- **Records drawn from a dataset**
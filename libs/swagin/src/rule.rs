//! The `rule` tag mini-language: `rule:"regexp=^\d+$,nonzero,min=1"`.

use crate::tags::{Tag, TagError};

/// Typed constraints extracted from a `rule` tag.
#[derive(Debug, Clone, Default, PartialEq)]
pub struct Rules {
    pub pattern: Option<String>,
    pub required: bool,
    pub minimum: Option<f64>,
    pub maximum: Option<f64>,
}

impl Rules {
    /// Tokens are searched in the tag name first, then each option in order.
    pub fn parse(tag: &Tag) -> Result<Self, TagError> {
        let mut rules = Rules::default();
        let tokens = std::iter::once(tag.name()).chain(tag.options());

        for token in tokens.map(str::trim) {
            if let Some(pattern) = token.strip_prefix("regexp=") {
                if rules.pattern.is_none() {
                    rules.pattern = Some(pattern.to_owned());
                }
            } else if token == "nonnil" || token == "nonzero" {
                rules.required = true;
            } else if let Some(min) = token.strip_prefix("min=") {
                rules.minimum.get_or_insert(bound(tag, token, min)?);
            } else if let Some(max) = token.strip_prefix("max=") {
                rules.maximum.get_or_insert(bound(tag, token, max)?);
            }
        }

        Ok(rules)
    }
}

fn bound(tag: &Tag, token: &str, raw: &str) -> Result<f64, TagError> {
    raw.parse::<f64>().map_err(|_| TagError::InvalidRule {
        key: tag.key.clone(),
        token: token.to_owned(),
    })
}

#[cfg(test)]
mod tests {
    use super::*;
    use crate::tags::Tags;

    fn rules(raw: &str) -> Rules {
        let tags = Tags::parse(raw).unwrap();
        Rules::parse(tags.get("rule").unwrap()).unwrap()
    }

    #[test]
    fn regexp_in_primary_value() {
        let r = rules(r#"rule:"regexp=^\d+$""#);
        assert_eq!(r.pattern.as_deref(), Some(r"^\d+$"));
        assert!(!r.required);
    }

    #[test]
    fn regexp_in_option() {
        let r = rules(r#"rule:"nonzero,regexp=^[a-z]+$""#);
        assert_eq!(r.pattern.as_deref(), Some("^[a-z]+$"));
        assert!(r.required);
    }

    #[test]
    fn first_regexp_wins() {
        let r = rules(r#"rule:"regexp=^a$,regexp=^b$""#);
        assert_eq!(r.pattern.as_deref(), Some("^a$"));
    }

    #[test]
    fn nonnil_and_nonzero_mark_required() {
        assert!(rules(r#"rule:"nonnil""#).required);
        assert!(rules(r#"rule:"nonzero""#).required);
        assert!(rules(r#"rule:"regexp=^x$,nonzero""#).required);
        assert!(!rules(r#"rule:"regexp=^x$""#).required);
    }

    #[test]
    fn numeric_bounds() {
        let r = rules(r#"rule:"min=1,max=99.5""#);
        assert_eq!(r.minimum, Some(1.0));
        assert_eq!(r.maximum, Some(99.5));
    }

    #[test]
    fn unknown_tokens_are_ignored() {
        assert_eq!(rules(r#"rule:"len=3,uuid""#), Rules::default());
    }

    #[test]
    fn invalid_bound_is_an_error() {
        let tags = Tags::parse(r#"rule:"min=abc""#).unwrap();
        let err = Rules::parse(tags.get("rule").unwrap()).unwrap_err();
        assert_eq!(
            err,
            TagError::InvalidRule {
                key: "rule".into(),
                token: "min=abc".into()
            }
        );
    }
}
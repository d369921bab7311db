//! Derivation of OpenAPI schemas, parameters, request bodies and responses
//! from [`TypeShape`]s and their field tags.

use std::collections::BTreeMap;

use serde_json::Value;

use crate::error::SchemaError;
use crate::model::{ModelDoc, Part};
use crate::openapi::{
    MediaType, Parameter, ParameterLocation, RequestBody, Response, Schema, SchemaType,
};
use crate::route::ResponseItem;
use crate::rule::Rules;
use crate::shape::{FieldShape, StructShape, TypeShape};
use crate::tags::{TagError, Tags};

/// Deepest nesting accepted before derivation gives up on a recursive type.
pub const MAX_DEPTH: usize = 32;

pub fn schema_for(shape: &TypeShape) -> Result<Schema, SchemaError> {
    walk(shape, "", 0)
}

fn walk(shape: &TypeShape, owner: &str, depth: usize) -> Result<Schema, SchemaError> {
    if depth > MAX_DEPTH {
        return Err(SchemaError::TooDeep {
            owner: owner.to_owned(),
            limit: MAX_DEPTH,
        });
    }

    let schema = match shape {
        TypeShape::Int => Schema::of(SchemaType::Integer),
        TypeShape::UInt => Schema::of(SchemaType::Integer).with_minimum(0.0),
        TypeShape::Int32 => Schema::of(SchemaType::Integer).with_format("int32"),
        TypeShape::UInt32 => Schema::of(SchemaType::Integer)
            .with_format("int32")
            .with_minimum(0.0),
        TypeShape::Int64 => Schema::of(SchemaType::Integer).with_format("int64"),
        TypeShape::UInt64 => Schema::of(SchemaType::Integer)
            .with_format("int64")
            .with_minimum(0.0),
        TypeShape::Float => Schema::of(SchemaType::Number),
        TypeShape::Bool => Schema::of(SchemaType::Boolean),
        TypeShape::String => Schema::of(SchemaType::String),
        TypeShape::DateTime => Schema::of(SchemaType::String).with_format("date-time"),
        TypeShape::Bytes => Schema::of(SchemaType::String).with_format("byte"),
        TypeShape::File => Schema::of(SchemaType::String).with_format("binary"),
        TypeShape::Array(inner) => Schema::array(walk(inner, owner, depth + 1)?),
        // Maps are string-keyed objects, so the value schema goes in
        // `additionalProperties`; OpenAPI 3.0 gives `items` no meaning on objects.
        TypeShape::Map(inner) => Schema {
            additional_properties: Some(Box::new(walk(inner, owner, depth + 1)?)),
            ..Schema::of(SchemaType::Object)
        },
        TypeShape::Struct(s) => struct_schema(s, depth)?,
        TypeShape::Any => Schema::default(),
    };
    Ok(schema)
}

fn struct_schema(shape: &StructShape, depth: usize) -> Result<Schema, SchemaError> {
    let mut schema = Schema::of(SchemaType::Object);
    for field in shape.fields() {
        let tags = field_tags(shape, field)?;
        let Some(name) = tags.json_name() else {
            continue;
        };
        let meta = FieldMeta::from_tags(&tags).map_err(|source| malformed(shape, field, source))?;

        let mut property = walk(&field.shape(), shape.name(), depth + 1)?;
        meta.apply(&mut property, true);
        if meta.required {
            schema.required.push(name.to_owned());
        }
        schema.properties.insert(name.to_owned(), property);
    }
    Ok(schema)
}

fn field_tags(owner: &StructShape, field: &FieldShape) -> Result<Tags, SchemaError> {
    field.tags().map_err(|source| malformed(owner, field, source))
}

fn malformed(owner: &StructShape, field: &FieldShape, source: TagError) -> SchemaError {
    SchemaError::MalformedTag {
        owner: owner.name().to_owned(),
        field: field.name().to_owned(),
        source,
    }
}

/// Tag-sourced metadata of one field.
#[derive(Debug, Default)]
struct FieldMeta {
    description: Option<String>,
    required: bool,
    default: Option<Value>,
    example: Option<Value>,
    rules: Rules,
    format: Option<String>,
}

impl FieldMeta {
    fn from_tags(tags: &Tags) -> Result<Self, TagError> {
        let rules = match tags.get("rule") {
            Some(tag) => Rules::parse(tag)?,
            None => Rules::default(),
        };
        Ok(Self {
            description: tags.value("description").map(str::to_owned),
            required: tags.binding_required() || rules.required,
            default: tags.value("default").map(|v| Value::String(v.to_owned())),
            example: tags.value("example").map(|v| Value::String(v.to_owned())),
            rules,
            format: tags.value("format").map(str::to_owned),
        })
    }

    /// Overlays metadata in tag precedence order. Parameters keep description
    /// and example on the parameter itself, so `inline` is false for them.
    fn apply(&self, schema: &mut Schema, inline: bool) {
        if inline {
            if let Some(description) = &self.description {
                schema.description = Some(description.clone());
            }
        }
        if let Some(default) = &self.default {
            schema.default = Some(default.clone());
        }
        if inline {
            if let Some(example) = &self.example {
                schema.example = Some(example.clone());
            }
        }
        if let Some(pattern) = &self.rules.pattern {
            schema.pattern = Some(pattern.clone());
        }
        let is_string = schema.is_type(SchemaType::String);
        if let Some(min) = self.rules.minimum {
            if is_string {
                schema.min_length = Some(min.max(0.0) as u64);
            } else {
                schema.minimum = Some(min);
            }
        }
        if let Some(max) = self.rules.maximum {
            if is_string {
                schema.max_length = Some(max.max(0.0) as u64);
            } else {
                schema.maximum = Some(max);
            }
        }
        if let Some(format) = &self.format {
            schema.format = Some(format.clone());
        }
    }
}

/// Parameters for the uri, query, cookie and header parts, in that order.
/// Only fields tagged with the part's source key become parameters.
pub fn parameters_for(doc: &ModelDoc) -> Result<Vec<Parameter>, SchemaError> {
    let mut parameters = Vec::new();
    for part in [Part::Uri, Part::Query, Part::Cookie, Part::Header] {
        let Some(shape) = doc.part(part).and_then(TypeShape::as_struct) else {
            continue;
        };
        let Some(location) = part.location() else {
            continue;
        };
        for field in shape.fields() {
            let tags = field_tags(shape, field)?;
            let Some(name) = tags.name(part.tag_key()) else {
                continue;
            };
            let meta =
                FieldMeta::from_tags(&tags).map_err(|source| malformed(shape, field, source))?;

            let mut schema = walk(&field.shape(), shape.name(), 1)?;
            meta.apply(&mut schema, false);
            parameters.push(Parameter {
                name: name.to_owned(),
                location,
                description: meta.description.clone(),
                required: meta.required || location == ParameterLocation::Path,
                example: meta.example.clone(),
                schema,
            });
        }
    }
    Ok(parameters)
}

/// Request body for the model's body part, `None` when the body schema would
/// be empty.
pub fn request_body_for(
    doc: &ModelDoc,
    content_type: &str,
) -> Result<Option<RequestBody>, SchemaError> {
    let Some(shape) = doc.part(Part::Body) else {
        return Ok(None);
    };
    let schema = schema_for(shape)?;
    let populated = schema.is_populated_object()
        || (schema.is_type(SchemaType::Array)
            && schema
                .items
                .as_deref()
                .is_some_and(Schema::is_populated_object));
    if !populated {
        return Ok(None);
    }

    Ok(Some(RequestBody {
        description: None,
        required: true,
        content: BTreeMap::from([(content_type.to_owned(), MediaType { schema })]),
    }))
}

/// One response per declared status code. Without declarations the operation
/// gets an undescribed `default` response.
pub fn responses_for(
    items: &BTreeMap<String, ResponseItem>,
    content_type: &str,
) -> Result<BTreeMap<String, Response>, SchemaError> {
    if items.is_empty() {
        return Ok(BTreeMap::from([("default".to_owned(), Response::default())]));
    }

    let mut responses = BTreeMap::new();
    for (code, item) in items {
        let mut response = Response {
            description: item.description.clone(),
            headers: item.headers.clone(),
            content: BTreeMap::new(),
        };
        if let Some(model) = &item.model {
            let schema = schema_for(model)?;
            response
                .content
                .insert(content_type.to_owned(), MediaType { schema });
        }
        responses.insert(code.clone(), response);
    }
    Ok(responses)
}
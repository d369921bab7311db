//! Documentation settings and assembly of the OpenAPI document from the
//! registered routes.

use std::collections::{BTreeMap, HashMap};

use axum::http::Method;
use serde::{Deserialize, Serialize};
use serde_json::{Map, Value};

use crate::error::SchemaError;
use crate::openapi::{
    Components, Contact, Info, License, OpenApi, Operation, PathItem, Server, OPENAPI_VERSION,
};
use crate::path::document_path;
use crate::route::Route;
use crate::schema::{parameters_for, request_body_for, responses_for};
use crate::security;

/// Routes by registered path, then by method.
pub type RouteTable = BTreeMap<String, HashMap<Method, Route>>;

/// Documentation settings of an application. Every field has a default, so
/// a configuration section may name only what it changes.
#[derive(Debug, Clone, PartialEq, Serialize, Deserialize)]
#[serde(default, deny_unknown_fields)]
pub struct Swagger {
    pub title: String,
    pub description: String,
    pub version: String,
    pub terms_of_service: Option<String>,
    pub contact: Option<Contact>,
    pub license: Option<License>,
    pub servers: Vec<Server>,
    /// Where the document is served. A `.yml`/`.yaml` suffix serves YAML.
    pub openapi_url: String,
    pub docs_url: String,
    pub redoc_url: String,
    /// Passed verbatim to `SwaggerUIBundle`.
    pub swagger_options: Map<String, Value>,
    /// Passed verbatim to `Redoc.init`.
    pub redoc_options: Map<String, Value>,
}

impl Default for Swagger {
    fn default() -> Self {
        Self {
            title: "API".to_owned(),
            description: String::new(),
            version: "0.1.0".to_owned(),
            terms_of_service: None,
            contact: None,
            license: None,
            servers: Vec::new(),
            openapi_url: "/openapi.json".to_owned(),
            docs_url: "/docs".to_owned(),
            redoc_url: "/redoc".to_owned(),
            swagger_options: Map::new(),
            redoc_options: Map::new(),
        }
    }
}

impl Swagger {
    pub fn new(
        title: impl Into<String>,
        description: impl Into<String>,
        version: impl Into<String>,
    ) -> Self {
        Self {
            title: title.into(),
            description: description.into(),
            version: version.into(),
            ..Self::default()
        }
    }

    pub fn with_openapi_url(mut self, url: impl Into<String>) -> Self {
        self.openapi_url = url.into();
        self
    }

    pub fn with_docs_url(mut self, url: impl Into<String>) -> Self {
        self.docs_url = url.into();
        self
    }

    pub fn with_redoc_url(mut self, url: impl Into<String>) -> Self {
        self.redoc_url = url.into();
        self
    }

    pub fn with_server(mut self, server: Server) -> Self {
        self.servers.push(server);
        self
    }

    pub fn with_terms_of_service(mut self, url: impl Into<String>) -> Self {
        self.terms_of_service = Some(url.into());
        self
    }

    pub fn with_contact(mut self, contact: Contact) -> Self {
        self.contact = Some(contact);
        self
    }

    pub fn with_license(mut self, license: License) -> Self {
        self.license = Some(license);
        self
    }

    pub fn with_swagger_options(mut self, options: Map<String, Value>) -> Self {
        self.swagger_options = options;
        self
    }

    pub fn with_redoc_options(mut self, options: Map<String, Value>) -> Self {
        self.redoc_options = options;
        self
    }

    pub fn serves_yaml(&self) -> bool {
        self.openapi_url.ends_with(".yml") || self.openapi_url.ends_with(".yaml")
    }

    fn info(&self) -> Info {
        Info {
            title: self.title.clone(),
            description: non_empty(&self.description),
            terms_of_service: self.terms_of_service.clone(),
            contact: self.contact.clone(),
            license: self.license.clone(),
            version: self.version.clone(),
        }
    }

    /// Builds the document. Excluded routes and methods without an OpenAPI
    /// slot are left out; a security scheme used by several routes is
    /// described by the last one visited.
    pub fn build_openapi(&self, routes: &RouteTable) -> Result<OpenApi, SchemaError> {
        let mut components = Components::default();
        let mut paths = BTreeMap::new();

        for (path, methods) in routes {
            let mut item = PathItem::default();
            for (method, route) in methods {
                if route.exclude {
                    continue;
                }
                let Some(slot) = item.slot_mut(method) else {
                    tracing::debug!(%method, path, "method has no OpenAPI slot");
                    continue;
                };
                *slot = Some(operation(route, &mut components)?);
            }
            if !item.is_empty() {
                paths.insert(document_path(path).into_owned(), item);
            }
        }

        tracing::info!(title = %self.title, paths = paths.len(), "built OpenAPI document");
        Ok(OpenApi {
            openapi: OPENAPI_VERSION.to_owned(),
            info: self.info(),
            servers: self.servers.clone(),
            paths,
            components,
        })
    }
}

fn operation(route: &Route, components: &mut Components) -> Result<Operation, SchemaError> {
    for scheme in &route.securities {
        components
            .security_schemes
            .insert(scheme.provider().to_owned(), scheme.scheme());
    }
    Ok(Operation {
        tags: route.tags.clone(),
        summary: non_empty(&route.summary),
        description: non_empty(&route.description),
        operation_id: non_empty(&route.operation_id),
        parameters: parameters_for(&route.model)?,
        request_body: request_body_for(&route.model, &route.request_content_type)?,
        responses: responses_for(&route.responses, &route.response_content_type)?,
        deprecated: route.deprecated,
        security: security::requirements(&route.securities),
    })
}

fn non_empty(s: &str) -> Option<String> {
    (!s.is_empty()).then(|| s.to_owned())
}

- **PROBLEM DETAILS**
Lines holding the word "unwrap" in the entries above are the ones to pull out. Copy them all.

- **TASK RESPONSE**
        let tags = Tags::parse(raw).unwrap();
        Rules::parse(tags.get("rule").unwrap()).unwrap()
        let tags = Tags::parse(r#"rule:"min=abc""#).unwrap();
        let err = Rules::parse(tags.get("rule").unwrap()).unwrap_err();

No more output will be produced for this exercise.